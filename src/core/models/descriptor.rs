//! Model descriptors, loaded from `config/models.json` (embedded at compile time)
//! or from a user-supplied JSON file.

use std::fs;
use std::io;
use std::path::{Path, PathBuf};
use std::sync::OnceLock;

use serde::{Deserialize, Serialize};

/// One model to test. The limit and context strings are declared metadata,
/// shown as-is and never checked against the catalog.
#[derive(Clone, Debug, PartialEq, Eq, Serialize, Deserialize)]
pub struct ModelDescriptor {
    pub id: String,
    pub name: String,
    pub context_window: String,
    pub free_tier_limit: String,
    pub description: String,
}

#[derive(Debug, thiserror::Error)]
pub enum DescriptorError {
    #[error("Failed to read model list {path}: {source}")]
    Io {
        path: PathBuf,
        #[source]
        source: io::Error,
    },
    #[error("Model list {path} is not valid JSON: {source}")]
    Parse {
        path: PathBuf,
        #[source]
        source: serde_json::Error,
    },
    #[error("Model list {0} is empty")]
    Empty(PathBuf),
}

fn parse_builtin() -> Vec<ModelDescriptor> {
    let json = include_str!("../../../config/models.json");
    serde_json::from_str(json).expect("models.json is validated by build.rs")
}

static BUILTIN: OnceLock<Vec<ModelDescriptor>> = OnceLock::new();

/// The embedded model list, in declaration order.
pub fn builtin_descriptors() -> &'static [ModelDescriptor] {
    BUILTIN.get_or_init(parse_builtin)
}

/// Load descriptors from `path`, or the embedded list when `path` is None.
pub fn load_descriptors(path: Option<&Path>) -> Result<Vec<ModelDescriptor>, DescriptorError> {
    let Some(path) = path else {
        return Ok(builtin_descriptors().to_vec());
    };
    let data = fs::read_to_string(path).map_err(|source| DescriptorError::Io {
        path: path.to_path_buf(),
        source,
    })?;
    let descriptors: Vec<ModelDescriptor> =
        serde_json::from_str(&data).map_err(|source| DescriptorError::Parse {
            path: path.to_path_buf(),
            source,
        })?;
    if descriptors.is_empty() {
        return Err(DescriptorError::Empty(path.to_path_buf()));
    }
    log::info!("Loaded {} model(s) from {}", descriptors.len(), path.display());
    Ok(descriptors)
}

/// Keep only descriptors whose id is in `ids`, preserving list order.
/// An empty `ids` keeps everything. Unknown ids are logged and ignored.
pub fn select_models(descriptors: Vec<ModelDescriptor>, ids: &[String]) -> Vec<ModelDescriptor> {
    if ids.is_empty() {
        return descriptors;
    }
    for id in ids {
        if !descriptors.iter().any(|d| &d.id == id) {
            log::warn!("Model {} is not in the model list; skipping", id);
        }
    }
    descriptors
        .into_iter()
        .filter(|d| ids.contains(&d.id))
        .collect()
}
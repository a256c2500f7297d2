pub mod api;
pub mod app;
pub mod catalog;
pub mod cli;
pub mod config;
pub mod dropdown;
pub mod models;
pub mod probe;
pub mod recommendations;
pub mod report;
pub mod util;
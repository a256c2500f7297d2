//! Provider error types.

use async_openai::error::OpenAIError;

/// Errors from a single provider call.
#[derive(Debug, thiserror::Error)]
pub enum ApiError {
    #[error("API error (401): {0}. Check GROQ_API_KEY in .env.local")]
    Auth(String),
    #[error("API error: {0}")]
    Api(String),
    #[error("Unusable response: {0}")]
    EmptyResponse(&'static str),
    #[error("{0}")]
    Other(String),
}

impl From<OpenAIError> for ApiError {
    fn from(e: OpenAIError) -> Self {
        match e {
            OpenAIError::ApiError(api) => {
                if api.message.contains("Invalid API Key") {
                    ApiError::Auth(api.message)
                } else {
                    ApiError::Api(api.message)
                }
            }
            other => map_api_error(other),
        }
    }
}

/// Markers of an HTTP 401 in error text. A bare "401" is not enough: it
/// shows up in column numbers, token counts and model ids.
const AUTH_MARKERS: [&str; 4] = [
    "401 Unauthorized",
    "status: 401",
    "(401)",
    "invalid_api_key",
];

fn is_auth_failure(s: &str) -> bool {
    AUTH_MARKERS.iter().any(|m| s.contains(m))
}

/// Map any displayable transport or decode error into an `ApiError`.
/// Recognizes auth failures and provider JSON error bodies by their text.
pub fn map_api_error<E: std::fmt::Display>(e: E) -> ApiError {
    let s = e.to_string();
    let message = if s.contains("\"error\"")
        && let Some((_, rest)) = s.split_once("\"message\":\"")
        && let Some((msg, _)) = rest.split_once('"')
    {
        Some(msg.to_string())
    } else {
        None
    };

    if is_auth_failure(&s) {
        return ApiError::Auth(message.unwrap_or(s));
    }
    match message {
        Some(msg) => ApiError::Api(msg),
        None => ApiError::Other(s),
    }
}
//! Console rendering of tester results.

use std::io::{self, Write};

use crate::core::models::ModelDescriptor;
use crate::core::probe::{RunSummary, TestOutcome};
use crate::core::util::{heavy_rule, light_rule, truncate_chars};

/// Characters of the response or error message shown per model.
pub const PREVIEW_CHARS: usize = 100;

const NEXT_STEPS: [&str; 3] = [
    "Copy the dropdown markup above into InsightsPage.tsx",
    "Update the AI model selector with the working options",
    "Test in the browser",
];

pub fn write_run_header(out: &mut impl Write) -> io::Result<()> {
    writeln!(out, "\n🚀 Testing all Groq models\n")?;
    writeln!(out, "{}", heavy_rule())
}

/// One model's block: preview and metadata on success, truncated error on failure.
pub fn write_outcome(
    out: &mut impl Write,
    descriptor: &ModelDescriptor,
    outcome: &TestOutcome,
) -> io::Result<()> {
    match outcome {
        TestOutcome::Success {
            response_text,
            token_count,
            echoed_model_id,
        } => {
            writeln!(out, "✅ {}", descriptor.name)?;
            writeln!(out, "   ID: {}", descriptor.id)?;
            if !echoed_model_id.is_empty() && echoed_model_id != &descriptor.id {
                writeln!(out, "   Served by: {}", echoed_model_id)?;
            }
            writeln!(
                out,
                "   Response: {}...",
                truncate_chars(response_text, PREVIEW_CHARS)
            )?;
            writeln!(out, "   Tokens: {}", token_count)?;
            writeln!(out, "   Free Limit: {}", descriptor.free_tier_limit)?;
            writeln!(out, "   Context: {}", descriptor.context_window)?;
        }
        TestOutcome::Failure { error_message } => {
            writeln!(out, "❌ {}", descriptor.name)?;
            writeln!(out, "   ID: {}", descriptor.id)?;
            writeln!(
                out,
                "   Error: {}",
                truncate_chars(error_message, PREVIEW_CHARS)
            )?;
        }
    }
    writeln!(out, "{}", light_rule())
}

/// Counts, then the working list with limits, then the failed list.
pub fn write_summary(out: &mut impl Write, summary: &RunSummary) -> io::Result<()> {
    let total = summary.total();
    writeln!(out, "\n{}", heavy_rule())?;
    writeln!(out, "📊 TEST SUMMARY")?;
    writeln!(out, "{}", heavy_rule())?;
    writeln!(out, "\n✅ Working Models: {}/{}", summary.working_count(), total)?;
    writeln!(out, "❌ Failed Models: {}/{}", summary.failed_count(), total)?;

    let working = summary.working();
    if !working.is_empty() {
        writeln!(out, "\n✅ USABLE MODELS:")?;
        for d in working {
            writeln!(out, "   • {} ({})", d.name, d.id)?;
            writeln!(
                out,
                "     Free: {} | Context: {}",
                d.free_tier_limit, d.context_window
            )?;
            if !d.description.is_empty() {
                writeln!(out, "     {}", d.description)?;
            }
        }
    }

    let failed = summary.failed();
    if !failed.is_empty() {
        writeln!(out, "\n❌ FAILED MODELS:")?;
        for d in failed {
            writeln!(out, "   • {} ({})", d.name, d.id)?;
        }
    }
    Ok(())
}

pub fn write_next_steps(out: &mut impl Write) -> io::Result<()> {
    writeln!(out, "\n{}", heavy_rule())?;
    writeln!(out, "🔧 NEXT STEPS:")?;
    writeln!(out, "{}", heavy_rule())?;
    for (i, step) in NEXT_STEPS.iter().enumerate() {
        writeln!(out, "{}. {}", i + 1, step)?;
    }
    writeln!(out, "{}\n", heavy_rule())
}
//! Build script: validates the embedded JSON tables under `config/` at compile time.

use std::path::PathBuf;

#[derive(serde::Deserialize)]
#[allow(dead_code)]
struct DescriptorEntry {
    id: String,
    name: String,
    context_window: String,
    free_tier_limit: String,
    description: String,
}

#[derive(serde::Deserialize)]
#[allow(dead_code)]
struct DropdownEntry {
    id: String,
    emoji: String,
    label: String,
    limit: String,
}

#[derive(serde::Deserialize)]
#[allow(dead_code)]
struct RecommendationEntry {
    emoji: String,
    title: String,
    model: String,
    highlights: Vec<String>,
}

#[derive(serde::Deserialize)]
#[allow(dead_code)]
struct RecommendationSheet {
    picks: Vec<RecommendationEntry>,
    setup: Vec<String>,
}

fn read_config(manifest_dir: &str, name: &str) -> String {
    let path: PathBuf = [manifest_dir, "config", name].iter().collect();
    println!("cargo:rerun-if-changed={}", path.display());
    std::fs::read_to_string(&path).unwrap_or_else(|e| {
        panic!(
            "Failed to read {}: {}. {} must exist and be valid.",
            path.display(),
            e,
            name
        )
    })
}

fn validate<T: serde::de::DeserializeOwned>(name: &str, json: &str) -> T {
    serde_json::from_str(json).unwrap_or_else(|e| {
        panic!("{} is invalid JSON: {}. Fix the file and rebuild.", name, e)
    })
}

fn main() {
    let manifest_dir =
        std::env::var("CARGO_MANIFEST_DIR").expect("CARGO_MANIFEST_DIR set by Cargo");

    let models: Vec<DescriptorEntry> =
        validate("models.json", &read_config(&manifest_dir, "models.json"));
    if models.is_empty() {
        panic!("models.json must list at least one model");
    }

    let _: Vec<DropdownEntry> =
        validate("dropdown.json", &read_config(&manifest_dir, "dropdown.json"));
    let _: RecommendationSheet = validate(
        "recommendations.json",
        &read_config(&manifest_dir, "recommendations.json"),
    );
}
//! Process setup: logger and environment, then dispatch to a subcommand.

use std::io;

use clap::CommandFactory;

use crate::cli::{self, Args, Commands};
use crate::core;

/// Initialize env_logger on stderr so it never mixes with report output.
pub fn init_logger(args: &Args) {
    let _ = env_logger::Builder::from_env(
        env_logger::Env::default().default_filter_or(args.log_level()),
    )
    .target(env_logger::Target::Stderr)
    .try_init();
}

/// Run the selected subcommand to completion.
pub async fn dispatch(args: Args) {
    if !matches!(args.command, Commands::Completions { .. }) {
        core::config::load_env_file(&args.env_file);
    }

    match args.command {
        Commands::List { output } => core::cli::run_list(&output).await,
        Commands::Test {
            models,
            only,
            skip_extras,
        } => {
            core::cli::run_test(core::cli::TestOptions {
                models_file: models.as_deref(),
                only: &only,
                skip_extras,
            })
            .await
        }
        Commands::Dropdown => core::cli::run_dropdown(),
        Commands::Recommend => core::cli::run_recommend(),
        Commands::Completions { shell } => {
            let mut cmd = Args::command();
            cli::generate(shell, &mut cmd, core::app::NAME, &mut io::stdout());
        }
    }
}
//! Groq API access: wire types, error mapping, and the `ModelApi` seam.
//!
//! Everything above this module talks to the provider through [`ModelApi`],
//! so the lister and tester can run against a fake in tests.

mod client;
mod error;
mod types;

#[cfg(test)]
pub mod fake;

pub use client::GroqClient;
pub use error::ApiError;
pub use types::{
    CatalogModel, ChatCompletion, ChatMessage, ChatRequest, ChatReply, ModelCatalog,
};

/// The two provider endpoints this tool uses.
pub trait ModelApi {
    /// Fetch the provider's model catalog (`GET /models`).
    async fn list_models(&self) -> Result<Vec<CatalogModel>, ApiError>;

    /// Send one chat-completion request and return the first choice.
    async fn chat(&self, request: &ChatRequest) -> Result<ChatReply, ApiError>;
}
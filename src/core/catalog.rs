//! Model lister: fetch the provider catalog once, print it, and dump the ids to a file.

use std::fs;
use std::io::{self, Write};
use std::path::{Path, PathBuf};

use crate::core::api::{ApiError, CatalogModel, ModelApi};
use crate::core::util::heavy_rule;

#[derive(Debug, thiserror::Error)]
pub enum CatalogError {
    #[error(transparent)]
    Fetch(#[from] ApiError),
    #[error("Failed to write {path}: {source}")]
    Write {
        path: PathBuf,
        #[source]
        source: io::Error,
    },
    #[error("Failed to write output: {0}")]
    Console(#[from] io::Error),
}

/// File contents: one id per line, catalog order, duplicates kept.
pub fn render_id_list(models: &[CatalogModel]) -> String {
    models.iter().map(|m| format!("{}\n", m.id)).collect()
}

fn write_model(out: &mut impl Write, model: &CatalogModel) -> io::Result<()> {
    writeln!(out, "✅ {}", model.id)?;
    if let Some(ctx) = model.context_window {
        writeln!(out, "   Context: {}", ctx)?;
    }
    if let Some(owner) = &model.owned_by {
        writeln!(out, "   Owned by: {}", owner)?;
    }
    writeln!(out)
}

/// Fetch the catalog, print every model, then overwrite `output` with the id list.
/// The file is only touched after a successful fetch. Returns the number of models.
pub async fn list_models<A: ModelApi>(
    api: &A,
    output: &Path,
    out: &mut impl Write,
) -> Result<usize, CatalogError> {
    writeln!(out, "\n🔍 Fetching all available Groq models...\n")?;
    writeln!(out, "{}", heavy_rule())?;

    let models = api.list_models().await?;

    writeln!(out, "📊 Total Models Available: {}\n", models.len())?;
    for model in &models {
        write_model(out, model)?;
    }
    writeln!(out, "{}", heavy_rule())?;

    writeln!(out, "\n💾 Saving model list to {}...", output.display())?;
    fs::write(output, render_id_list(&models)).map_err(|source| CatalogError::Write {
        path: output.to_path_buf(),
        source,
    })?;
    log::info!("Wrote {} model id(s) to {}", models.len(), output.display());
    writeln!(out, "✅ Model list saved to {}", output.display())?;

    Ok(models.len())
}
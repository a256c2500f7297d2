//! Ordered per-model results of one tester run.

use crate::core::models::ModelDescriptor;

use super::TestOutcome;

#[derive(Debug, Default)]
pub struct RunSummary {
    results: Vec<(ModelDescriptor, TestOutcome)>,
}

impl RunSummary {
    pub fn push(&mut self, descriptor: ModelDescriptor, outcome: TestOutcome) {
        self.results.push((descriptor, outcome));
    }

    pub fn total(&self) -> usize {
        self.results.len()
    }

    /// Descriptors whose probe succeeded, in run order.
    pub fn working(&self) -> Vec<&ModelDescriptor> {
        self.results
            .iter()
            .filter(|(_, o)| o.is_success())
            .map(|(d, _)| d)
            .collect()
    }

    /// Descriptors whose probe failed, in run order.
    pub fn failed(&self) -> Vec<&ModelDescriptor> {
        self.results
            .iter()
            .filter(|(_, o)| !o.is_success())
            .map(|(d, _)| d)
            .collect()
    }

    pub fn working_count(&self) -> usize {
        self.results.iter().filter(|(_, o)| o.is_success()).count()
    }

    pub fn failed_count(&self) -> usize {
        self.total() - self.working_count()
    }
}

## ASSIGNMENT
The lines to retype run from the start of the entries through the line containing "pub enum DescriptorError"; reproduce them exactly and add nothing.

## OUTPUT FOR THIS EXERCISE
filename src/core/models/descriptor.rs
//! Model descriptors, loaded from `config/models.json` (embedded at compile time)
//! or from a user-supplied JSON file.

use std::fs;
use std::io;
use std::path::{Path, PathBuf};
use std::sync::OnceLock;

use serde::{Deserialize, Serialize};

/// One model to test. The limit and context strings are declared metadata,
/// shown as-is and never checked against the catalog.
#[derive(Clone, Debug, PartialEq, Eq, Serialize, Deserialize)]
pub struct ModelDescriptor {
    pub id: String,
    pub name: String,
    pub context_window: String,
    pub free_tier_limit: String,
    pub description: String,
}

#[derive(Debug, thiserror::Error)]
pub enum DescriptorError {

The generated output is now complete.